We all, competitors and spectators alike, enjoy consuming high quality sporting experiences. It is easy to ignore the fragility of the responsible organisations, and easy to criticise “them” for failing to respond professionally when in reality they are often not professionals. In televised, elite sporting events we only see the tip of the sporting iceberg, governing bodies must address not only those events but all aspects of their sport. Concussion and safety is as much a risk in schools and amateur club rugby as it is in the Six Nations, perhaps more so because of the reduced medical support and monitoring.
A governing body evolves the rules of their sport to address safety concerns as they arise. Often they manage insurance on behalf of the sport as a whole and will work with insurers to change the rules in response to the claims that arise. They are always looking backwards. In every decision they have to balance the management of risk and safety against the cost of participation in their sport and the cost of running the sport. Rugby players would be safer with helmets, body armour and permanent senior medical presence at every game, but how many could then afford all the kit and how many amateur clubs would be able to fund the costs. At the end of the day, most of the key officials have day jobs.

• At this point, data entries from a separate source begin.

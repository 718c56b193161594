//! Settings error types.

use std::path::PathBuf;

use thiserror::Error;

/// Why a settings file could not be turned into [`TarsSettings`](crate::TarsSettings).
#[derive(Debug, Error)]
pub enum SettingsError {
    /// The file exists but could not be read.
    #[error("cannot read {}: {source}", path.display())]
    Read {
        /// File that was being read.
        path: PathBuf,
        /// Underlying I/O failure.
        source: std::io::Error,
    },
    /// The file is not valid JSON, or a value has the wrong shape.
    #[error("malformed settings in {}: {source}", path.display())]
    Malformed {
        /// File the JSON came from.
        path: PathBuf,
        /// Parser detail, including line and column.
        source: serde_json::Error,
    },
    /// A value parsed but breaks a constraint.
    #[error("{field}: {reason}")]
    Invalid {
        /// Dotted camelCase key, e.g. `server.outboundBuffer`.
        field: &'static str,
        /// What is wrong with it.
        reason: String,
    },
}

impl SettingsError {
    pub(crate) fn invalid(field: &'static str, reason: impl Into<String>) -> Self {
        Self::Invalid {
            field,
            reason: reason.into(),
        }
    }
}

/// Result type for settings operations.
pub type Result<T> = std::result::Result<T, SettingsError>;

#[cfg(test)]
mod tests {
    use super::*;

    #[test]
    fn read_error_names_the_file() {
        let err = SettingsError::Read {
            path: PathBuf::from("/etc/tars/settings.json"),
            source: std::io::Error::new(std::io::ErrorKind::PermissionDenied, "denied"),
        };
        assert_eq!(err.to_string(), "cannot read /etc/tars/settings.json: denied");
    }

    #[test]
    fn malformed_error_carries_position() {
        let source = serde_json::from_str::<serde_json::Value>("{oops").unwrap_err();
        let err = SettingsError::Malformed {
            path: PathBuf::from("s.json"),
            source,
        };
        let text = err.to_string();
        assert!(text.starts_with("malformed settings in s.json: "));
        assert!(text.contains("line 1"));
    }

    #[test]
    fn invalid_names_the_field() {
        let err = SettingsError::invalid("server.outboundBuffer", "must be positive");
        assert_eq!(err.to_string(), "server.outboundBuffer: must be positive");
    }
}
/// Health verdict for one app.
#[derive(Clone, Copy, Debug, PartialEq, Eq, Serialize, Deserialize)]
#[serde(rename_all = "lowercase")]
pub enum AppHealthStatus {
    /// Every container is up and none reports unhealthy.
    Healthy,
    /// At least one running container reports unhealthy.
    Unhealthy,
    /// Some containers are down.
    Partial,
    /// No container is up.
    Stopped,
    /// Compose listed no containers.
    Unknown,
}

/// Container counts behind an [`AppHealth`].
#[derive(Clone, Copy, Debug, Default, PartialEq, Eq, Serialize, Deserialize)]
pub struct AppHealthSummary {
    /// All containers.
    pub total: usize,
    /// Up.
    pub running: usize,
    /// Not up.
    pub stopped: usize,
    /// Up and passing their health check.
    pub healthy: usize,
    /// Up and failing their health check.
    pub unhealthy: usize,
}

/// Body of `GET /api/apps/{name}/health`.
#[derive(Clone, Debug, PartialEq, Serialize, Deserialize)]
pub struct AppHealth {
    /// App name.
    pub app_name: String,
    /// Overall verdict.
    pub status: AppHealthStatus,
    /// Per-container detail.
    pub containers: Vec<AppContainer>,
    /// Counts.
    pub summary: AppHealthSummary,
}

impl AppHealth {
    /// Grade an app from its containers.
    pub fn from_containers(app_name: impl Into<String>, containers: Vec<AppContainer>) -> Self {
        let mut summary = AppHealthSummary {
            total: containers.len(),
            ..AppHealthSummary::default()
        };
        for c in &containers {
            if !c.is_running() {
                summary.stopped += 1;
                continue;
            }
            summary.running += 1;
            match c.health.as_str() {
                "healthy" => summary.healthy += 1,
                "unhealthy" => summary.unhealthy += 1,
                _ => {}
            }
        }
        let status = if summary.total == 0 {
            AppHealthStatus::Unknown
        } else if summary.running == 0 {
            AppHealthStatus::Stopped
        } else if summary.unhealthy > 0 {
            AppHealthStatus::Unhealthy
        } else if summary.running == summary.total {
            AppHealthStatus::Healthy
        } else {
            AppHealthStatus::Partial
        };
        Self {
            app_name: app_name.into(),
            status,
            containers,
            summary,
        }
    }
}

/// Host power action.
#[derive(Clone, Copy, Debug, PartialEq, Eq, Serialize, Deserialize)]
#[serde(rename_all = "lowercase")]
pub enum PowerAction {
    /// Restart the machine.
    Reboot,
    /// Halt the machine.
    Shutdown,
}

impl PowerAction {
    /// Flag passed to `shutdown(8)`.
    pub fn shutdown_flag(self) -> &'static str {
        match self {
            Self::Reboot => "-r",
            Self::Shutdown => "-h",
        }
    }
}

impl FromStr for PowerAction {
    type Err = HostError;

    fn from_str(s: &str) -> Result<Self, Self::Err> {
        match s {
            "reboot" => Ok(Self::Reboot),
            "shutdown" => Ok(Self::Shutdown),
            other => Err(HostError::InvalidAction(other.to_string())),
        }
    }
}

#[cfg(test)]
mod tests {
    use super::*;

    #[test]
    fn classify_container_status() {
        assert_eq!(ContainerHealth::from_status("Up 2 hours (healthy)"), ContainerHealth::Healthy);
        assert_eq!(ContainerHealth::from_status("Up 5 seconds (unhealthy)"), ContainerHealth::Unhealthy);
        assert_eq!(ContainerHealth::from_status("Up 3 days"), ContainerHealth::Running);
        assert_eq!(ContainerHealth::from_status("Exited (0) 4 minutes ago"), ContainerHealth::Stopped);
        assert_eq!(ContainerHealth::from_status("Created"), ContainerHealth::Created);
        assert_eq!(ContainerHealth::from_status("Restarting (1) 2 seconds ago"), ContainerHealth::Unknown);
    }

    #[test]
    fn health_serializes_lowercase() {
        let json = serde_json::to_string(&ContainerHealth::Stopped).unwrap();
        assert_eq!(json, "\"stopped\"");
    }

    #[test]
    fn container_action_wording() {
        assert_eq!(ContainerAction::Restart.title(), "Restart");
        assert_eq!(ContainerAction::Stop.past_tense(), "stopped");
        assert_eq!(ContainerAction::Start.to_string(), "start");
    }

    #[test]
    fn container_action_parse() {
        assert_eq!("stop".parse::<ContainerAction>().unwrap(), ContainerAction::Stop);
        assert!(matches!(
            "pause".parse::<ContainerAction>(),
            Err(HostError::InvalidAction(a)) if a == "pause"
        ));
    }

    #[test]
    fn container_action_rejects_unknown_in_json() {
        let err = serde_json::from_str::<ContainerAction>("\"delete\"");
        assert!(err.is_err());
    }

    #[test]
    fn power_action_parse_and_flag() {
        assert_eq!("reboot".parse::<PowerAction>().unwrap().shutdown_flag(), "-r");
        assert_eq!("shutdown".parse::<PowerAction>().unwrap().shutdown_flag(), "-h");
        assert!("hibernate".parse::<PowerAction>().is_err());
    }

    #[test]
    fn network_stats_keys_are_pids() {
        let mut stats = NetworkStats::default();
        let _ = stats.process_network.insert(
            42,
            ProcessNetwork {
                connections: 3,
                ..ProcessNetwork::default()
            },
        );
        let json = serde_json::to_value(&stats).unwrap();
        assert_eq!(json["process_network"]["42"]["connections"], 3);
        assert_eq!(json["total_bytes_sent"], 0);
    }

    #[test]
    fn metrics_shape() {
        let metrics = SystemMetrics {
            cpu_percent: 12.5,
            memory: Usage { total: 100, used: 40 },
            disk: Usage { total: 1000, used: 10 },
        };
        let json = serde_json::to_value(&metrics).unwrap();
        assert_eq!(json["memory"]["used"], 40);
        assert_eq!(json["disk"]["total"], 1000);
    }

    fn app_container(state: &str, health: &str) -> AppContainer {
        AppContainer {
            name: "c".into(),
            status: state.into(),
            health: health.into(),
            ..AppContainer::default()
        }
    }

    #[test]
    fn app_summary_counts_running_containers() {
        let app = AppSummary::from_containers(
            "media",
            vec![app_container("running", ""), app_container("exited", ""), app_container("Up 3 minutes", "")],
        );
        assert_eq!(app.status, AppStatus::Partial);
        assert_eq!(app.running_containers, 2);
        assert_eq!(app.total_containers, 3);
        assert_eq!(AppSummary::from_containers("x", vec![]).status, AppStatus::Stopped);
        assert_eq!(
            AppSummary::from_containers("x", vec![app_container("running", "")]).status,
            AppStatus::Running
        );
        let json = serde_json::to_value(AppSummary::unknown("x")).unwrap();
        assert_eq!(json["status"], "unknown");
        assert_eq!(json["running_containers"], 0);
    }

    #[test]
    fn app_health_verdicts() {
        let grade = |containers: Vec<AppContainer>| AppHealth::from_containers("a", containers).status;
        assert_eq!(grade(vec![]), AppHealthStatus::Unknown);
        assert_eq!(grade(vec![app_container("exited", "")]), AppHealthStatus::Stopped);
        assert_eq!(
            grade(vec![app_container("running", "healthy"), app_container("running", "")]),
            AppHealthStatus::Healthy
        );
        assert_eq!(
            grade(vec![app_container("running", "unhealthy"), app_container("exited", "")]),
            AppHealthStatus::Unhealthy
        );
        assert_eq!(
            grade(vec![app_container("running", "healthy"), app_container("exited", "")]),
            AppHealthStatus::Partial
        );

        let health = AppHealth::from_containers(
            "a",
            vec![app_container("running", "healthy"), app_container("running", "unhealthy"), app_container("created", "")],
        );
        assert_eq!(
            health.summary,
            AppHealthSummary {
                total: 3,
                running: 2,
                stopped: 1,
                healthy: 1,
                unhealthy: 1,
            }
        );
    }
}
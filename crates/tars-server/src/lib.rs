//! # tars-server
//!
//! HTTP and WebSocket server for the TARS host-monitoring backend.
//!
//! The WebSocket side is the canonical interface:
//!
//! - [`websocket::registry`]: live sessions, their topics and background task slot
//! - [`websocket::channel`]: per-session outbound queue
//! - [`websocket::handler`]: sequential per-session message dispatch
//! - [`websocket::supervisor`]: cancellable container actions and log fetches
//! - [`websocket::publisher`]: periodic fan-out to topic subscribers
//!
//! [`api`] is a thin REST surface over the same host collaborators.

#![deny(unsafe_code)]

pub mod api;
pub mod config;
pub mod errors;
pub mod health;
pub mod metrics;
pub mod server;
pub mod shutdown;
pub mod websocket;
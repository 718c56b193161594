//! Structured logging with `tracing`.
//!
//! [`init_subscriber`] installs a global `fmt` subscriber on stderr. The
//! `RUST_LOG` environment variable, when set, takes precedence over the
//! configured level.

use tracing_subscriber::EnvFilter;

/// Build the env filter: `RUST_LOG` if present and valid, else `level`.
pub fn build_filter(level: &str) -> EnvFilter {
    EnvFilter::try_from_default_env().unwrap_or_else(|_| EnvFilter::new(level))
}

/// Initialize the global tracing subscriber with stderr output.
///
/// Call once at startup. Subsequent calls are no-ops.
///
/// # Arguments
///
/// * `level` - Minimum level (or full filter directive) to display.
/// * `json` - Emit newline-delimited JSON instead of compact text.
pub fn init_subscriber(level: &str, json: bool) {
    let filter = build_filter(level);

    if json {
        let subscriber = tracing_subscriber::fmt()
            .with_env_filter(filter)
            .with_target(true)
            .with_writer(std::io::stderr)
            .json();
        let _ = subscriber.try_init();
    } else {
        let subscriber = tracing_subscriber::fmt()
            .with_env_filter(filter)
            .with_target(true)
            .with_writer(std::io::stderr)
            .compact();
        // no-op if a global default is already set
        let _ = subscriber.try_init();
    }
}
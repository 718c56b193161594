//! # tars-core
//!
//! Foundation pieces shared by every TARS crate:
//!
//! - [`ids`]: branded session identifiers
//! - [`logging`]: `tracing` subscriber initialization

#![deny(unsafe_code)]

pub mod ids;
pub mod logging;

pub use ids::SessionKey;
//! Host power control via `shutdown(8)`.

use std::sync::Arc;
use std::time::Duration;

use async_trait::async_trait;
use tars_settings::HostSettings;
use tracing::{info, warn};

use crate::command::{CommandRunner, render};
use crate::errors::{HostError, Result};
use crate::traits::PowerControl;
use crate::types::PowerAction;

const PRE_STOP_TIMEOUT: Duration = Duration::from_secs(30);
const SHUTDOWN_TIMEOUT: Duration = Duration::from_secs(5);

/// Reboots or halts the machine, optionally stopping managed containers first.
pub struct SystemPower {
    runner: Arc<dyn CommandRunner>,
    pre_stop: Option<Vec<String>>,
    grace: Duration,
}

impl SystemPower {
    /// Build from host settings.
    pub fn new(runner: Arc<dyn CommandRunner>, settings: &HostSettings) -> Self {
        Self {
            runner,
            pre_stop: settings.pre_stop_command.clone().filter(|c| !c.is_empty()),
            grace: Duration::from_secs(settings.power_grace_secs),
        }
    }

    /// Returns whether a pre-stop command was attempted. Its failures are
    /// only logged.
    async fn run_pre_stop(&self) -> bool {
        let Some((program, rest)) = self.pre_stop.as_ref().and_then(|c| c.split_first()) else {
            return false;
        };
        let args: Vec<&str> = rest.iter().map(String::as_str).collect();
        info!(command = %render(program, &args), "stopping managed containers before power action");
        match self.runner.run(program, &args, PRE_STOP_TIMEOUT).await {
            Ok(out) if out.success() => {}
            Ok(out) => {
                warn!(exit_code = out.exit_code, stderr = %out.diagnostic(), "pre-stop command failed");
            }
            Err(e) => warn!(error = %e, "could not run pre-stop command"),
        }
        true
    }
}

#[async_trait]
impl PowerControl for SystemPower {
    async fn execute(&self, action: PowerAction) -> Result<String> {
        let ran_pre_stop = self.run_pre_stop().await;
        if ran_pre_stop && !self.grace.is_zero() {
            tokio::time::sleep(self.grace).await;
        }

        let args = [action.shutdown_flag(), "+0"];
        let out = self.runner.run("shutdown", &args, SHUTDOWN_TIMEOUT).await?;
        if !out.success() {
            return Err(HostError::CommandFailed {
                command: render("shutdown", &args),
                stderr: out.diagnostic(),
            });
        }

        let what = match action {
            PowerAction::Reboot => "System rebooting",
            PowerAction::Shutdown => "System shutting down",
        };
        info!(?action, "power action issued");
        Ok(if ran_pre_stop {
            format!("Containers stopped. {what}")
        } else {
            what.to_string()
        })
    }
}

We may criticise governing bodies for failing to react quickly to safety issues such as concussion. We may see increasing litigation and key officials being held personally liable for sporting incidents. However, Cardiff High School’s Under 11 players play the same sport as George North, Rory McIlroy plays the same sport as a 12 year old teeing off Castlereagh municipal golf course in Belfast. And that is as it should be.
High value litigation and media challenges following high profile sporting incidents are inevitable parts of the sporting ecosystem, but we should be careful to recognise the danger of discouraging participation in sport and the obvious consequences that would follow.